Parallel to dbt. Metabase, Preset/Superset, and most legacy tools operate independently. They query the warehouse tables that dbt produces, but they don’t read dbt metadata, don’t consume dbt metrics, and define their own semantic concepts (if any). This works, but it means your metric definitions in dbt and your metric calculations in the BI tool can diverge silently.

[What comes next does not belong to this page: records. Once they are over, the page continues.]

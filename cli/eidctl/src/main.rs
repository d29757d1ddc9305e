//! eidctl (eid) - CLI for UK election identifiers
//!
//! Validates, decomposes, and builds Democracy Club election identifiers
//! from the command line. Everything runs offline.

use anyhow::Result;
use clap::Parser;
use tracing_subscriber::{layer::SubscriberExt, util::SubscriberInitExt, EnvFilter, Layer};

mod commands;
mod config;
mod error;
mod output;

use commands::Cli;
use config::Config;

fn main() -> Result<()> {
    let cli = Cli::parse();

    let result = Config::from_env().and_then(|config| {
        init_tracing(&config);
        config.install_rules()?;
        cli.run()
    });

    if let Err(e) = result {
        // Print error in a user-friendly way
        error::print_error(&e);
        std::process::exit(1);
    }

    Ok(())
}

/// Logs go to stderr so they never mix with command output (prefer
/// RUST_LOG, fallback to EID_LOG_LEVEL).
fn init_tracing(config: &Config) {
    let filter =
        EnvFilter::try_from_default_env().unwrap_or_else(|_| config.log_level.clone().into());

    let fmt_layer = if config.log_json {
        tracing_subscriber::fmt::layer()
            .json()
            .with_writer(std::io::stderr)
            .boxed()
    } else {
        tracing_subscriber::fmt::layer()
            .with_writer(std::io::stderr)
            .boxed()
    };

    tracing_subscriber::registry().with(filter).with(fmt_layer).init();
}
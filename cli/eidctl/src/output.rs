//! Output formatting for CLI commands.

use colored::Colorize;
use serde::Serialize;
use tabled::{Table, Tabled};

const CLI_SCHEMA_VERSION: &str = "eid.cli.v1";

/// Output format.
#[derive(Debug, Clone, Copy, Default, PartialEq, Eq)]
pub enum OutputFormat {
    /// Human-readable format.
    #[default]
    Table,
    /// JSON format.
    Json,
}

impl OutputFormat {
    /// Parses the `--format` flag. Anything but `json` falls back to table.
    pub fn from_flag(flag: &str) -> Self {
        match flag {
            "json" => OutputFormat::Json,
            _ => OutputFormat::Table,
        }
    }
}

/// Print data in the specified format.
pub fn print_output<T: Serialize + Tabled>(data: &[T], format: OutputFormat) {
    match format {
        OutputFormat::Table => {
            if data.is_empty() {
                println!("{}", "No items found.".dimmed());
            } else {
                let table = Table::new(data).to_string();
                println!("{}", table);
            }
        }
        OutputFormat::Json => {
            let json = format_json(data, "[]");
            println!("{}", json);
        }
    }
}

/// Print a single item as JSON.
pub fn print_single<T: Serialize>(data: &T) {
    println!("{}", format_json(data, "{}"));
}

/// Print a success message.
pub fn print_success(message: &str) {
    println!("{} {}", "Valid:".green().bold(), message);
}

/// Print a failure message.
pub fn print_failure(message: &str) {
    println!("{} {}", "Invalid:".red().bold(), message);
}

/// Print an info message.
pub fn print_info(message: &str) {
    println!("{} {}", "Info:".blue().bold(), message);
}

/// Print a `key: value` line, with `-` for missing values.
pub fn print_field(key: &str, value: Option<&str>) {
    println!("{}: {}", key, value.unwrap_or("-"));
}

fn format_json<T: Serialize + ?Sized>(data: &T, fallback: &str) -> String {
    let value = serde_json::to_value(data).unwrap_or_else(|_| serde_json::json!({}));
    let wrapped = wrap_with_schema(value);
    let sorted = sort_json_value(wrapped);
    serde_json::to_string_pretty(&sorted).unwrap_or_else(|_| fallback.to_string())
}

fn wrap_with_schema(value: serde_json::Value) -> serde_json::Value {
    serde_json::json!({
        "schemaVersion": CLI_SCHEMA_VERSION,
        "data": value
    })
}

fn sort_json_value(value: serde_json::Value) -> serde_json::Value {
    match value {
        serde_json::Value::Array(values) => {
            serde_json::Value::Array(values.into_iter().map(sort_json_value).collect())
        }
        serde_json::Value::Object(entries) => {
            let mut pairs: Vec<_> = entries.into_iter().collect();
            pairs.sort_by(|a, b| a.0.cmp(&b.0));
            let mut mapped = serde_json::Map::new();
            for (key, value) in pairs {
                mapped.insert(key, sort_json_value(value));
            }
            serde_json::Value::Object(mapped)
        }
        other => other,
    }
}
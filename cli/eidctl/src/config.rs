//! CLI configuration (env-driven).
//!
//! Handles:
//! - Log level and log format
//! - An optional replacement election type rule table

use std::path::{Path, PathBuf};

use anyhow::{Context, Result};
use uk_election_ids::RuleTable;

use crate::error::CliError;

/// CLI configuration.
#[derive(Debug, Clone, PartialEq, Eq)]
pub struct Config {
    /// Log level (trace, debug, info, warn, error).
    pub log_level: String,

    /// Emit logs as JSON lines.
    pub log_json: bool,

    /// Rule data package to use instead of the built-in one.
    pub rules_file: Option<PathBuf>,
}

impl Config {
    /// Load configuration from environment variables.
    pub fn from_env() -> Result<Self> {
        Ok(Self::from_lookup(|key| std::env::var(key).ok()))
    }

    fn from_lookup(lookup: impl Fn(&str) -> Option<String>) -> Self {
        let log_level = lookup("EID_LOG_LEVEL").unwrap_or_else(|| "warn".to_string());

        let log_json = lookup("EID_LOG_JSON")
            .map(|v| v == "1" || v.to_lowercase() == "true")
            .unwrap_or(false);

        let rules_file = lookup("EID_RULES_FILE")
            .filter(|v| !v.is_empty())
            .map(PathBuf::from);

        Self {
            log_level,
            log_json,
            rules_file,
        }
    }

    /// Installs the configured rule table, if any, before any identifier is
    /// handled.
    pub fn install_rules(&self) -> Result<()> {
        let Some(path) = &self.rules_file else {
            return Ok(());
        };

        let table = load_rules(path)?;
        table.install().map_err(CliError::from)?;
        tracing::info!(path = %path.display(), "Using election type rules from file");
        Ok(())
    }
}

/// Reads and parses a rule data package.
fn load_rules(path: &Path) -> Result<RuleTable> {
    let contents = std::fs::read_to_string(path)
        .with_context(|| format!("Failed to read election type rules from {:?}", path))?;

    let table = RuleTable::from_json(&contents).map_err(CliError::from)?;
    Ok(table)
}

#[cfg(test)]
mod tests {
    use super::*;
    use std::collections::HashMap;

    fn config_from(vars: &[(&str, &str)]) -> Config {
        let vars: HashMap<String, String> = vars
            .iter()
            .map(|(k, v)| (k.to_string(), v.to_string()))
            .collect();
        Config::from_lookup(|key| vars.get(key).cloned())
    }

    #[test]
    fn defaults() {
        let config = config_from(&[]);
        assert_eq!(config.log_level, "warn");
        assert!(!config.log_json);
        assert_eq!(config.rules_file, None);
    }

    #[test]
    fn reads_overrides() {
        let config = config_from(&[
            ("EID_LOG_LEVEL", "debug"),
            ("EID_LOG_JSON", "TRUE"),
            ("EID_RULES_FILE", "/etc/eid/rules.json"),
        ]);
        assert_eq!(config.log_level, "debug");
        assert!(config.log_json);
        assert_eq!(config.rules_file, Some(PathBuf::from("/etc/eid/rules.json")));
    }

    #[test]
    fn empty_rules_file_is_ignored() {
        let config = config_from(&[("EID_RULES_FILE", "")]);
        assert_eq!(config.rules_file, None);
        assert!(config.install_rules().is_ok());
    }

    #[test]
    fn missing_rules_file_is_an_error() {
        let err = load_rules(Path::new("/nonexistent/eid-rules.json")).unwrap_err();
        assert!(err.to_string().contains("Failed to read election type rules"));
    }
}
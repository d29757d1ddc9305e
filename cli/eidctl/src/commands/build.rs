//! Build command.

use anyhow::Result;
use clap::Args;
use serde::Serialize;
use uk_election_ids::{IdBuilder, IdError};

use crate::error::CliError;
use crate::output::{print_info, print_single, OutputFormat};

use super::CommandContext;

/// Build identifiers from their parts.
///
/// Names are normalized, so `--org "Newcastle upon Tyne"` becomes
/// `newcastle-upon-tyne`.
#[derive(Debug, Args)]
pub struct BuildCommand {
    /// Election type (see `eid types`).
    #[arg(long = "type", value_name = "TYPE")]
    election_type: String,

    /// Polling day (YYYY-MM-DD).
    #[arg(long)]
    date: String,

    /// Subtype code.
    #[arg(long)]
    subtype: Option<String>,

    /// Organisation name.
    #[arg(long = "org", value_name = "NAME")]
    organisation: Option<String>,

    /// Division name.
    #[arg(long = "div", value_name = "NAME")]
    division: Option<String>,

    /// Contest type (by, by-election, by election, election).
    #[arg(long)]
    contest_type: Option<String>,

    /// Fail unless the parts make a complete ballot id.
    #[arg(long)]
    ballot: bool,
}

#[derive(Debug, Serialize)]
struct BuildView {
    ids: Vec<String>,
    ballot_id: Option<String>,
}

impl BuildCommand {
    pub fn run(self, ctx: CommandContext) -> Result<()> {
        let builder = self.builder().map_err(CliError::from)?;

        let ballot_id = match builder.ballot_id() {
            Ok(ballot_id) => Some(ballot_id),
            Err(err) if self.ballot || !err.is_missing_segment() => {
                return Err(CliError::from(err).into())
            }
            Err(err) => {
                tracing::debug!(error = %err, "No ballot id for these parts");
                None
            }
        };

        let view = BuildView {
            ids: builder.ids(),
            ballot_id,
        };

        match ctx.format {
            OutputFormat::Json => print_single(&view),
            OutputFormat::Table => {
                for id in &view.ids {
                    println!("{}", id);
                }
                if view.ballot_id.is_none() {
                    print_info("not enough parts for a ballot id");
                }
            }
        }

        Ok(())
    }

    /// Applies the given parts in segment order.
    fn builder(&self) -> Result<IdBuilder, IdError> {
        let mut builder = IdBuilder::new(&self.election_type, &self.date)?;
        if let Some(subtype) = &self.subtype {
            builder = builder.with_subtype(subtype)?;
        }
        if let Some(organisation) = &self.organisation {
            builder = builder.with_organisation(organisation)?;
        }
        if let Some(division) = &self.division {
            builder = builder.with_division(division)?;
        }
        if let Some(contest_type) = &self.contest_type {
            builder = builder.with_contest_type(contest_type)?;
        }
        Ok(builder)
    }
}
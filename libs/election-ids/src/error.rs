//! Error types for identifier parsing, validation, and construction.

use thiserror::Error;

use crate::types::ElectionType;

/// Rule violations raised while building or parsing an identifier.
#[derive(Debug, Error, Clone, PartialEq, Eq)]
pub enum IdError {
    /// The election type is not one of the known types.
    #[error("unknown election type '{value}': allowed values are {allowed}")]
    UnknownElectionType { value: String, allowed: String },

    /// The date segment is not a valid `YYYY-MM-DD` date.
    #[error("invalid date '{value}': expected YYYY-MM-DD")]
    InvalidDate { value: String },

    /// The subtype is not one of the subtypes declared for the election type.
    #[error("invalid subtype '{subtype}' for {election_type}: allowed values are {allowed}")]
    InvalidSubtype {
        election_type: ElectionType,
        subtype: String,
        allowed: String,
    },

    /// The election type does not have subtypes.
    #[error("election type {election_type} may not have a subtype")]
    SubtypeNotAllowed { election_type: ElectionType },

    /// The election type has subtypes and one must be set.
    #[error("subtype must be specified for election type {election_type}")]
    SubtypeRequired { election_type: ElectionType },

    /// The election type does not have organisations.
    #[error("election type {election_type} may not have an organisation")]
    OrganisationNotAllowed { election_type: ElectionType },

    /// The identifier being rendered needs an organisation.
    #[error("election type {election_type} must have an organisation")]
    OrganisationRequired { election_type: ElectionType },

    /// Divisions are not allowed for the election type (and subtype).
    #[error("election type {election_type} may not have a division")]
    DivisionNotAllowed { election_type: ElectionType },

    /// A ballot id needs a division for the election type (and subtype).
    #[error("election type {election_type} must have a division in order to create a ballot id")]
    DivisionRequired { election_type: ElectionType },

    /// Division eligibility depends on the subtype, and none is set.
    #[error("election type {election_type} must have a valid subtype before setting a division")]
    DivisionRequiresPrecedingSubtype { election_type: ElectionType },

    /// A division was given without the organisation it belongs to.
    #[error("election type {election_type} must have an organisation in order to have a division")]
    DivisionRequiresOrganisation { election_type: ElectionType },

    /// The contest type is not a recognised value.
    #[error("invalid contest type '{value}': allowed values are by, by election, by-election, election")]
    InvalidContestType { value: String },

    /// Referenda can not be by-elections.
    #[error("election type {election_type} may not have a by-election")]
    ContestTypeNotAllowedForElectionType { election_type: ElectionType },

    /// An organisation or division slug would read back as the by-election
    /// marker.
    #[error("{kind} '{value}' is reserved for the by-election marker")]
    ReservedSegment { kind: &'static str, value: String },

    /// The identifier string does not have the expected shape.
    #[error("malformed identifier: {message}")]
    MalformedInput { message: String },
}

impl IdError {
    pub(crate) fn malformed(message: impl Into<String>) -> Self {
        IdError::MalformedInput {
            message: message.into(),
        }
    }

    /// Returns true if the input string itself was badly formed, as opposed
    /// to breaking an election type rule.
    pub fn is_malformed(&self) -> bool {
        matches!(self, IdError::MalformedInput { .. })
    }

    /// Returns true if the error only says a segment is still missing.
    ///
    /// These are the errors `IdBuilder::ids` skips over while a builder is
    /// partially filled in.
    pub fn is_missing_segment(&self) -> bool {
        matches!(
            self,
            IdError::SubtypeRequired { .. }
                | IdError::OrganisationRequired { .. }
                | IdError::DivisionRequired { .. }
                | IdError::DivisionRequiresPrecedingSubtype { .. }
        )
    }
}

/// Errors raised while loading an election type rule table.
#[derive(Debug, Error, Clone, PartialEq, Eq)]
pub enum RulesError {
    /// The data package is not valid JSON or has the wrong shape.
    #[error("invalid rule data: {0}")]
    Parse(String),

    /// The data package has no entry for a known election type.
    #[error("rule data has no entry for election type {0}")]
    MissingElectionType(ElectionType),

    /// The data package names an election type that does not exist.
    #[error("rule data names unknown election type '{0}'")]
    UnknownElectionType(String),

    /// A per-subtype division rule was given for a type without subtypes.
    #[error("election type {0} has a per-subtype division rule but no subtypes")]
    DivisionRuleWithoutSubtypes(ElectionType),

    /// A per-subtype division rule names a subtype that is not declared.
    #[error("election type {election_type} has a division rule for undeclared subtype '{subtype}'")]
    UnknownSubtypeInDivisionRule {
        election_type: ElectionType,
        subtype: String,
    },

    /// A per-subtype division rule leaves out a declared subtype.
    #[error("election type {election_type} has no division rule for subtype '{subtype}'")]
    SubtypeMissingFromDivisionRule {
        election_type: ElectionType,
        subtype: String,
    },

    /// The process-wide rule table was already initialized.
    #[error("rule table is already installed")]
    AlreadyInstalled,
}

impl From<serde_json::Error> for RulesError {
    fn from(err: serde_json::Error) -> Self {
        RulesError::Parse(err.to_string())
    }
}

The practical question for any team evaluating BI tools: where on this spectrum do you want to be? If you’ve invested in dbt’s modeling layer — naming conventions, documentation, tests, semantic models — choosing a BI tool that ignores all of that work is throwing away value.

The Consolidation Signal

The modern data stack is consolidating around fewer, larger platforms. The Fivetran-dbt merger is the most visible example, but the pattern is broader:

  • Hex acquired Hashboard (May 2025) to add semantic modeling to its notebook interface
  • Omni acquired Explo (September 2025) for embedded analytics
  • ThoughtSpot acquired Mode (July 2023) for code-first analytics
  • Sigma hit $1.5B valuation and $100M ARR, becoming Snowflake’s and Databricks’ BI Partner of the Year

The direction is toward integrated platforms rather than best-of-breed point solutions. And in this consolidation, dbt sits at the center — the transformation and semantic layer that everything else connects to.

This doesn’t mean you need to go all-in on dbt-native BI. Metabase is still the best choice for teams prioritizing non-technical self-service. Looker’s enterprise governance is still unmatched in maturity. But the architectural gravity is pulling toward dbt as the foundation, and BI tools that resist this pull will increasingly feel like they’re fighting the ecosystem rather than participating in it.

73% of BI implementations fail to deliver ROI in the first year (SR Analytics). The primary failure modes are poor data modeling, missing governance, and unclear metric definitions — problems in the transformation layer, not the visualization layer. A well-structured dbt project with governed metrics and a clean semantic layer reduces these failure modes across BI tool choice.